Silvia Cervellini: Trust goes both ways. We use any excuse to invite political leaders to trust the people, and when they see that citizens are involved in a participatory process, they trust them to give the best answers to a problem.
When you have the mayor, or city councillors saying, “I need your help to solve this”, people feel a sense of responsibility to make decisions for others who are not in the room.
And this is the magic of the “citizen’s mode”: they are not thinking about their individual interests or their preference. They are thinking, what’s the best for everybody.
Iain Walker: We all tend to trust people a bit like us, yet parliamentarians often seem to be living in a remote and different world.

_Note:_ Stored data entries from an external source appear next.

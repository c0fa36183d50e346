//! Base64 encoding and decoding utilities.
//!
//! Every x402 header value (`Payment-Required`, `Payment-Signature`, `X-PAYMENT`,
//! `Payment-Response`) is base64-encoded JSON, and Solana transactions travel as
//! base64-encoded wire bytes. [`Base64Bytes`] covers both.

use base64::Engine;
use base64::engine::general_purpose::STANDARD as b64;
use serde::Serialize;
use serde::de::DeserializeOwned;
use std::borrow::Cow;
use std::fmt::Display;

/// Bytes holding base64 text, borrowed or owned.
///
/// ```rust
/// use x402_types::util::Base64Bytes;
///
/// let encoded = Base64Bytes::encode(b"hello world");
/// assert_eq!(encoded.to_string(), "aGVsbG8gd29ybGQ=");
/// assert_eq!(encoded.decode().unwrap(), b"hello world");
/// ```
#[derive(Debug, Clone, PartialEq, Eq)]
pub struct Base64Bytes<'a>(pub Cow<'a, [u8]>);

/// Failure to read a base64 JSON header value.
#[derive(Debug, thiserror::Error)]
pub enum Base64JsonError {
    #[error("invalid base64: {0}")]
    Base64(#[from] base64::DecodeError),
    #[error("invalid JSON: {0}")]
    Json(#[from] serde_json::Error),
}

impl Base64Bytes<'_> {
    /// Decodes the base64 text to raw binary data.
    pub fn decode(&self) -> Result<Vec<u8>, base64::DecodeError> {
        b64.decode(&self.0)
    }

    /// Encodes raw binary data into base64 text.
    pub fn encode<T: AsRef<[u8]>>(input: T) -> Base64Bytes<'static> {
        let encoded = b64.encode(input.as_ref());
        Base64Bytes(Cow::Owned(encoded.into_bytes()))
    }

    /// Serializes `value` to JSON, then base64.
    pub fn encode_json<T: Serialize>(value: &T) -> Result<Base64Bytes<'static>, serde_json::Error> {
        let json = serde_json::to_vec(value)?;
        Ok(Self::encode(json))
    }

    /// Decodes base64, then parses the result as JSON.
    pub fn decode_json<T: DeserializeOwned>(&self) -> Result<T, Base64JsonError> {
        let bytes = self.decode()?;
        Ok(serde_json::from_slice(&bytes)?)
    }
}

impl AsRef<[u8]> for Base64Bytes<'_> {
    fn as_ref(&self) -> &[u8] {
        self.0.as_ref()
    }
}

impl<'a> From<&'a [u8]> for Base64Bytes<'a> {
    fn from(slice: &'a [u8]) -> Self {
        Base64Bytes(Cow::Borrowed(slice))
    }
}

impl<'a> From<&'a str> for Base64Bytes<'a> {
    fn from(s: &'a str) -> Self {
        Base64Bytes(Cow::Borrowed(s.as_bytes()))
    }
}

impl Display for Base64Bytes<'_> {
    fn fmt(&self, f: &mut std::fmt::Formatter<'_>) -> std::fmt::Result {
        write!(f, "{}", String::from_utf8_lossy(self.0.as_ref()))
    }
}

#[cfg(test)]
mod tests {
    use super::*;
    use serde_json::json;

    #[test]
    fn test_json_header_value() {
        let value = json!({"success": true, "transaction": "0xabc"});
        let encoded = Base64Bytes::encode_json(&value).unwrap().to_string();
        let decoded: serde_json::Value = Base64Bytes::from(encoded.as_str()).decode_json().unwrap();
        assert_eq!(decoded, value);
    }

    #[test]
    fn test_decode_json_rejects_garbage() {
        let err = Base64Bytes::from("%%%").decode_json::<serde_json::Value>();
        assert!(matches!(err, Err(Base64JsonError::Base64(_))));
        let not_json = Base64Bytes::encode(b"not json").to_string();
        let err = Base64Bytes::from(not_json.as_str()).decode_json::<serde_json::Value>();
        assert!(matches!(err, Err(Base64JsonError::Json(_))));
    }
}
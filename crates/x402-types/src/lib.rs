#![cfg_attr(docsrs, feature(doc_auto_cfg))]

//! Core types for buying resources over the x402 payment protocol.
//!
//! This crate holds everything that is blockchain-agnostic on the buyer side of an
//! HTTP 402 negotiation. Chain-specific payment construction lives in separate crates
//! (`x402-chain-eip155`, `x402-chain-solana`) that plug into the [`scheme`] registry.
//!
//! # Overview
//!
//! A buyer requests a paid resource and receives `402 Payment Required` with a list of
//! acceptable payment methods (`accepts`). The buyer orders those methods by preference,
//! builds a signed payment for one of them, and retries the request with the payment
//! attached in a header.
//!
//! # Modules
//!
//! - [`chain`] - CAIP-2 chain IDs and the chain family enumeration
//! - [`config`] - Environment variable resolution for configuration files
//! - [`networks`] - Well-known network names and USDC deployments
//! - [`proto`] - Wire format types (402 body, payment payloads, settlement response)
//! - [`scheme`] - Scheme client trait, scheme registry, candidate selection, error taxonomy
//! - [`timestamp`] - Unix timestamp utilities for payment authorization windows
//! - [`util`] - Helper types (base64, string literals, money amounts, retry policy)
//!
//! # Feature Flags
//!
//! - `telemetry` - Enables tracing instrumentation

pub mod chain;
pub mod config;
pub mod networks;
pub mod proto;
pub mod scheme;
pub mod timestamp;
pub mod util;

Ireland has been a pioneer in creating projects that put randomly selected people and members of parliament in the same process: after spending several days together, they realize that the MPs aren’t that different from them.
Politicians are used to people coming to them emphasizing disagreement, and we always see a breakthrough at citizen’s assemblies, when they say “wow, people really took this problem seriously, and worked to find an agreement”.
This is how we can rebuild trust in electoral democracy, 50 or 100 people at a time, to create a more trusted, cohesive society.
Cynthia Mbamalu, Silvia Cervellini and Iain Walker as well as Aleida Ferreyra, the UN Development Programme (UNDP) Global Lead for Democratic Institutions and Processes, were interviewed by Annemarie Hou, Executive Director of UN Partnerships and the UN Democracy Fund, for an episode of SDG Roundtables, a series of videos discussing themes related to the Sustainable Development Goals.
How the UN supports civil society and human rights
This year marks 75 years since the adoption of the Universal Declaration of Human Rights, a landmark agreement aimed at ensuring a common future of dignity, freedom, and justice for all.
The Office of the High Commissioner for Human Rights (OHCHR) has called for safe and open civic space that is inclusive, celebrates diversity, and incorporates an age and gender sensitive approach recognizing the role of civil society actors, especially women, human rights defenders and journalists.
Yiaga Africa works to increase the engagement of young people in the democratic process and, with UNDP, launched #SixtyPercentOfUs in May 2022, a project aimed at mobilizing at least 60 per cent youth voter registration.
Delibera Brasil, which organizes citizen’s assemblies backed by the UN Democracy Fund (UNDEF), enabling the residents of Brazilian cities to directly participate in policy making to address poverty and inequality.
The newDemocracy Foundation, which, with UNDEF funding, has helped countries bring underserved communities into the political system, and produced a handbook on so-called “democracy beyond elections”, explaining how the principles of representation and deliberation can be applied to nations at different levels of development.
UNDEF is a grant-making body described as a fund for CSOs, aimed at strengthening the voice of civil society, promoting human rights, and encouraging the participation of all groups in democratic processes.